Chan was charged on three counts of securities fraud in June 2016. According to the U.S. Department of Justice, Wang and Chan conspired to commit securities fraud by trading insider information regarding successful clinical drug trials at their respective companies. Wang allegedly traded on inside information Chan provided regarding a clinical study conducted by Chan’s employer. When the charges were handed out, the U.S. Attorney’s office did not specify which clinical study the duo traded on, Law 360 reported last year that the two used information regarding a Phase II trial for Vadadustat, a drug used to treat dialysis patients with anemia. In September 2015, Akebia announced positive results from the Phase II trial of Vadadustat and company stock jumped 45 percent.

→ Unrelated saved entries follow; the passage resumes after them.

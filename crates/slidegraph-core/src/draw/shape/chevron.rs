use svg::{self, node::element as svg_element};

use super::{ShapeDefinition, ShapeStyle, points_attribute};
use crate::geometry::{Bounds, Insets, Point};

/// Right-pointing chevron, the building block of process arrows.
#[derive(Debug, Clone, Default)]
pub struct ChevronDefinition {
    style: ShapeStyle,
    /// Tip depth as a fraction of the height
    depth: f32,
    /// Leading chevrons have a flat left edge
    leading: bool,
}

impl ChevronDefinition {
    pub fn new(style: ShapeStyle) -> Self {
        Self {
            style,
            depth: 0.35,
            leading: false,
        }
    }

    /// Makes the left edge flat, for the first chevron in a row.
    pub fn with_leading(mut self, leading: bool) -> Self {
        self.leading = leading;
        self
    }

    fn tip(&self, bounds: Bounds) -> f32 {
        (bounds.height() * self.depth).min(bounds.width() / 3.0).max(0.0)
    }
}

impl ShapeDefinition for ChevronDefinition {
    fn render_to_svg(&self, bounds: Bounds) -> Box<dyn svg::Node> {
        let tip = self.tip(bounds);
        let center_y = bounds.center().y();
        let mut points = vec![
            Point::new(bounds.min_x(), bounds.min_y()),
            Point::new(bounds.max_x() - tip, bounds.min_y()),
            Point::new(bounds.max_x(), center_y),
            Point::new(bounds.max_x() - tip, bounds.max_y()),
            Point::new(bounds.min_x(), bounds.max_y()),
        ];
        if !self.leading {
            points.push(Point::new(bounds.min_x() + tip, center_y));
        }
        let polygon = svg_element::Polygon::new().set("points", points_attribute(&points));

        Box::new(apply_style!(polygon, &self.style))
    }

    fn content_bounds(&self, bounds: Bounds) -> Bounds {
        let tip = self.tip(bounds);
        let left = if self.leading { tip / 3.0 } else { tip };
        bounds.shrink(Insets::new(0.0, tip, 0.0, left))
    }

    fn style(&self) -> &ShapeStyle {
        &self.style
    }

    fn clone_box(&self) -> Box<dyn ShapeDefinition> {
        Box::new(self.clone())
    }
}
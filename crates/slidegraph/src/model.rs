//! The slide data model.
//!
//! A [`SlideStructure`] describes one slide: a title, a [`LayoutKind`] and an
//! ordered list of [`SlideStructureElement`]s. Elements form a closed tagged
//! union keyed by the JSON `"type"` field; every variant carries only the
//! fields its diagram grammar needs.
//!
//! ```
//! # use slidegraph::model::{LayoutKind, SlideStructure, SlideStructureElement};
//! let json = r#"{
//!     "title": "Revenue bridge",
//!     "layout": "chart",
//!     "elements": [{
//!         "type": "waterfall-chart",
//!         "deltas": [{ "label": "Q1", "value": 10 }, { "label": "Q2", "value": -4 }]
//!     }]
//! }"#;
//! let slide: SlideStructure = serde_json::from_str(json).unwrap();
//! assert_eq!(slide.layout, LayoutKind::Chart);
//! assert!(matches!(slide.elements[0], SlideStructureElement::WaterfallChart(_)));
//! assert_eq!(slide.elements[0].tag(), "waterfall-chart");
//! ```

use std::fmt;

use serde::{Deserialize, Serialize};

use slidegraph_core::{draw::StrokeStyle, theme::ColorSchemeName};

/// One slide.
///
/// A missing `title` deserializes as an empty string and is rejected by
/// validation, so absent and blank titles report the same error.
#[derive(Debug, Clone, PartialEq, Serialize, Deserialize)]
#[serde(rename_all = "camelCase")]
pub struct SlideStructure {
    #[serde(default)]
    pub title: String,
    pub layout: LayoutKind,
    #[serde(default)]
    pub elements: Vec<SlideStructureElement>,
    #[serde(default, skip_serializing_if = "Option::is_none")]
    pub subtitle: Option<String>,
    #[serde(default, skip_serializing_if = "Option::is_none")]
    pub footer: Option<Footer>,
    #[serde(default, skip_serializing_if = "Option::is_none")]
    pub color_scheme: Option<ColorSchemeName>,
}
use std::path::PathBuf;

use thiserror::Error;

#[derive(Debug, Clone, PartialEq, Eq, Error)]
#[error("invalid check-in: {}", .problems.join("; "))]
pub struct ValidationError {
    pub problems: Vec<String>,
}

impl ValidationError {
    pub fn new(problems: Vec<String>) -> Self {
        Self { problems }
    }
}

#[derive(Debug, Error)]
pub enum StoreError {
    #[error("database error: {0}")]
    Database(#[from] sqlx::Error),

    #[error("migration error: {0}")]
    Migration(#[from] sqlx::migrate::MigrateError),

    /// A stored row no longer decodes into the domain model
    #[error("corrupt record in namespace {namespace}: {message}")]
    Corrupt { namespace: String, message: String },
}

#[derive(Debug, Clone, PartialEq, Eq, Error)]
pub enum AnalysisError {
    #[error("analysis unavailable: {0}")]
    Unavailable(String),

    #[error("invalid analysis response: {0}")]
    InvalidResponse(String),
}

#[derive(Debug, Error)]
pub enum ConfigError {
    #[error("failed to read config {path}: {source}")]
    Read {
        path: PathBuf,
        #[source]
        source: std::io::Error,
    },

    #[error("failed to parse config: {0}")]
    Parse(#[from] serde_json::Error),

    #[error("invalid config: {0}")]
    Invalid(String),
}

#[derive(Debug, Error)]
pub enum SessionError {
    #[error(transparent)]
    Validation(#[from] ValidationError),

    #[error("persistence failed: {0}")]
    Persistence(#[from] StoreError),

    #[error(transparent)]
    AnalysisUnavailable(#[from] AnalysisError),

    /// Superseded by a newer live-preview request; callers drop it silently.
    #[error("request superseded by a newer one")]
    StaleRequest,
}
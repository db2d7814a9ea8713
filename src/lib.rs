pub mod config;
pub mod db;
pub mod enrichment;
pub mod error;
pub mod lexicon;
pub mod models;
pub mod report;
pub mod risk;
pub mod rules;
pub mod sentiment;
pub mod session;
pub mod store;
pub mod trajectory;

pub use config::EngineConfig;
pub use error::{AnalysisError, SessionError, StoreError, ValidationError};
pub use models::{
    CheckInInput, DailyCheckIn, RiskAssessment, RiskLevel, RiskTrajectoryPoint, SafetyAlert,
    WeeklyCheckIn,
};
pub use report::generate_doctor_summary;
pub use risk::assess_risk;
pub use sentiment::{check_emoji_mismatch, detect_negative_streak, sentiment_to_score};
pub use session::{RiskSession, SubmissionPhase};
pub use trajectory::build_risk_trajectory;
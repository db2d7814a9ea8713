use std::fmt::Write;

use crate::config::EngineConfig;
use crate::models::{RiskAssessment, SafetyAlert, Signal, WeeklyCheckIn};
use crate::trajectory::{build_risk_trajectory, trend_direction};

const MAX_SUMMARY_SIGNALS: usize = 3;

#[derive(Debug, Clone, PartialEq)]
pub struct SymptomSummary {
    pub signal: Signal,
    pub count: usize,
    pub avg_severity: f64,
    pub peak_severity: u8,
}

pub fn summarize_by_symptom(check_ins: &[WeeklyCheckIn]) -> Vec<SymptomSummary> {
    let mut summaries: Vec<SymptomSummary> = Signal::SYMPTOMS
        .iter()
        .filter_map(|signal| {
            let severities: Vec<u8> = check_ins
                .iter()
                .filter_map(|c| c.risk_severity(*signal))
                .collect();
            if severities.is_empty() {
                return None;
            }
            let total: u32 = severities.iter().map(|s| *s as u32).sum();
            Some(SymptomSummary {
                signal: *signal,
                count: severities.len(),
                avg_severity: total as f64 / severities.len() as f64,
                peak_severity: severities.iter().copied().max().unwrap_or_default(),
            })
        })
        .collect();

    summaries.sort_by(|a, b| {
        b.avg_severity
            .partial_cmp(&a.avg_severity)
            .unwrap_or(std::cmp::Ordering::Equal)
    });
    summaries
}

/// Clinician-facing summary built only from fixed templates.
///
/// `history` is every stored check-in including the one `assessment` was
/// generated for; the trend compares the latest two replayed points.
pub fn generate_doctor_summary(
    assessment: &RiskAssessment,
    history: &[WeeklyCheckIn],
    config: &EngineConfig,
) -> String {
    let trajectory = build_risk_trajectory(history, config);
    let up_to_current: Vec<_> = trajectory
        .into_iter()
        .filter(|point| point.week <= assessment.week)
        .collect();
    let direction = trend_direction(&up_to_current);

    let mut output = String::new();

    let _ = writeln!(
        output,
        "Gestational week {}: overall risk {} (score {:.0}/100).",
        assessment.week, assessment.overall_level, assessment.numeric_risk_score
    );

    let top: Vec<String> = assessment
        .contributions
        .iter()
        .filter(|c| c.points > 0.0)
        .take(MAX_SUMMARY_SIGNALS)
        .map(|c| format!("{} ({}/5)", c.signal.label(), c.severity))
        .collect();
    if top.is_empty() {
        let _ = writeln!(output, "No symptom reported above baseline.");
    } else {
        let _ = writeln!(output, "Main contributing signals: {}.", top.join(", "));
    }

    let _ = writeln!(
        output,
        "Blood pressure {} ({}).",
        assessment.blood_pressure,
        assessment.bp_band.as_str()
    );

    let _ = write!(output, "Trend: {direction}");
    if up_to_current.len() < 2 {
        let _ = write!(output, " (first recorded week)");
    }
    if assessment.trend_escalated {
        let _ = write!(output, "; sustained rise across recent weeks escalated the level");
    }
    let _ = writeln!(output, ".");

    let _ = writeln!(output, "Recommended actions:");
    for action in &assessment.actions {
        match action.ai_content.text() {
            Some(text) => {
                let _ = writeln!(output, "- {} ({})", action.description, text);
            }
            None => {
                let _ = writeln!(output, "- {}", action.description);
            }
        }
    }

    output
}

pub fn build_report(
    namespace: &str,
    assessment: Option<&RiskAssessment>,
    check_ins: &[WeeklyCheckIn],
    alert: &SafetyAlert,
    config: &EngineConfig,
) -> String {
    let mut output = String::new();

    let _ = writeln!(output, "# Prenatal Risk Report");
    let _ = writeln!(
        output,
        "Generated for {} ({} weekly check-ins on record)",
        namespace,
        check_ins.len()
    );
    let _ = writeln!(output);
    let _ = writeln!(output, "## Clinician Summary");

    match assessment {
        Some(assessment) => {
            let _ = write!(output, "{}", generate_doctor_summary(assessment, check_ins, config));
        }
        None => {
            let _ = writeln!(output, "No weekly check-ins recorded yet.");
        }
    }

    let _ = writeln!(output);
    let _ = writeln!(output, "## Symptom Averages");
    let summaries = summarize_by_symptom(check_ins);
    if summaries.is_empty() {
        let _ = writeln!(output, "No symptoms recorded.");
    } else {
        for summary in &summaries {
            let _ = writeln!(
                output,
                "- {}: avg {:.1}, peak {} across {} weeks",
                summary.signal.label(),
                summary.avg_severity,
                summary.peak_severity,
                summary.count
            );
        }
    }

    let _ = writeln!(output);
    let _ = writeln!(output, "## Risk Trajectory");
    let trajectory = build_risk_trajectory(check_ins, config);
    if trajectory.is_empty() {
        let _ = writeln!(output, "No trajectory yet.");
    } else {
        for point in &trajectory {
            let _ = writeln!(
                output,
                "- week {}: {} ({:.0})",
                point.week, point.level, point.numeric_risk_score
            );
        }
    }

    let _ = writeln!(output);
    let _ = writeln!(output, "## Journal Safety");
    if alert.has_alert {
        let _ = writeln!(
            output,
            "{} consecutive negative journal entries. Consider a wellbeing check.",
            alert.streak_count
        );
    } else {
        let _ = writeln!(
            output,
            "No sustained negative streak ({} recent negative entries).",
            alert.streak_count
        );
    }

    output
}

#[cfg(test)]
mod tests {
    use super::*;
    use crate::models::{AiContent, BloodPressure, RiskLevel};
    use crate::risk::assess_risk;
    use chrono::{Duration, NaiveDate};

    fn check_in(week: u32, headache: u8, swelling: u8, systolic: u16, diastolic: u16) -> WeeklyCheckIn {
        let start = NaiveDate::from_ymd_opt(2026, 1, 5).unwrap();
        WeeklyCheckIn {
            week,
            date: start + Duration::weeks(week as i64),
            headache,
            swelling,
            sleep_quality: 4,
            fatigue: 2,
            mood: 4,
            dizziness: 1,
            blood_pressure: BloodPressure::new(systolic, diastolic),
        }
    }

    #[test]
    fn summary_states_week_level_signals_pressure_and_actions() {
        let config = EngineConfig::default();
        let history = vec![check_in(26, 2, 2, 118, 76), check_in(27, 4, 3, 142, 88)];
        let assessment = assess_risk(&history[1], &history[..1], &config);
        assert_eq!(assessment.overall_level, RiskLevel::High);

        let summary = generate_doctor_summary(&assessment, &history, &config);
        assert!(summary.starts_with("Gestational week 27: overall risk high"));
        assert!(summary.contains("Main contributing signals: headache (4/5), swelling (3/5)"));
        assert!(summary.contains("Blood pressure 142/88 mmHg (high)."));
        assert!(summary.contains("Trend: worsening."));
        for action in &assessment.actions {
            assert!(summary.contains(&action.description));
        }
    }

    #[test]
    fn summary_attaches_ready_explanations_only() {
        let config = EngineConfig::default();
        let current = check_in(28, 2, 4, 142, 92);
        let mut assessment = assess_risk(&current, &[], &config);
        assert!(assessment.actions.len() >= 2);
        assessment.actions[0].ai_content = AiContent::Ready("Call your midwife today.".to_string());
        assessment.actions[1].ai_content = AiContent::Failed("timeout".to_string());

        let summary = generate_doctor_summary(&assessment, &[current], &config);
        let first = format!("- {} (Call your midwife today.)", assessment.actions[0].description);
        assert!(summary.lines().any(|line| line == first));
        let second = format!("- {}", assessment.actions[1].description);
        assert!(summary.lines().any(|line| line == second));
        assert!(!summary.contains("timeout"));
    }

    #[test]
    fn summary_names_at_most_three_signals() {
        let config = EngineConfig::default();
        let mut current = check_in(30, 4, 4, 120, 78);
        current.dizziness = 4;
        current.fatigue = 4;
        let assessment = assess_risk(&current, &[], &config);
        let summary = generate_doctor_summary(&assessment, &[current], &config);
        let line = summary
            .lines()
            .find(|l| l.starts_with("Main contributing signals"))
            .unwrap();
        assert_eq!(line.matches("/5)").count(), 3);
        assert!(summary.contains("(first recorded week)"));
    }

    #[test]
    fn baseline_summary_has_no_contributing_signals() {
        let config = EngineConfig::default();
        let mut current = check_in(10, 1, 1, 110, 70);
        current.sleep_quality = 5;
        current.mood = 5;
        current.fatigue = 1;
        let assessment = assess_risk(&current, &[], &config);
        let summary = generate_doctor_summary(&assessment, &[current], &config);
        assert!(summary.contains("No symptom reported above baseline."));
        assert!(summary.contains("(normal)"));
    }

    #[test]
    fn symptom_summary_orders_worst_first() {
        let history = vec![check_in(20, 1, 4, 118, 76), check_in(21, 2, 5, 118, 76)];
        let summaries = summarize_by_symptom(&history);
        assert_eq!(summaries[0].signal, Signal::Swelling);
        assert_eq!(summaries[0].avg_severity, 4.5);
        assert_eq!(summaries[0].peak_severity, 5);
        assert_eq!(summaries.len(), 6);
    }

    #[test]
    fn report_handles_empty_history() {
        let alert = SafetyAlert {
            has_alert: false,
            streak_count: 0,
            recent_negative: Vec::new(),
        };
        let report = build_report("demo", None, &[], &alert, &EngineConfig::default());
        assert!(report.contains("No weekly check-ins recorded yet."));
        assert!(report.contains("No trajectory yet."));
        assert!(report.contains("No sustained negative streak"));
    }
}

Wang acquired shares of Akebia before the announcement and made approximately $105,000 off the deal, according to the government charges.

Wang, the government argued, reciprocated with inside information about trials being conducted at Merrimack. Wang gave money to Chan, prosecutors said, so he could acquire Merrimack stock based on that information. In March 2015, the government said Chan wrote a check to Wang for $84,000 for his share of profits from those trades, Reuters reported.

Both Chan and Wang pleaded not guilty to the charges. During the trial Chan argued that he made the trades based on his own independent analysis from publicly available information, not from information provided by his friend, Reuters said.

When asked about the $84,000 check, Chan told the prosecution that it was repayment for a loan used to pay contractors to work on two properties. When pressed by the prosecution though, Chan could not come up with the name of the contractors, Reuters said.

Chan was re-arrested last fall following charges he had violated his bail conditions. There were questions of whether or not Chan and his wife planned to flee the country to China. In the summer of 2017, Chan’s wife acquired airline tickets for herself, Chan and their daughter.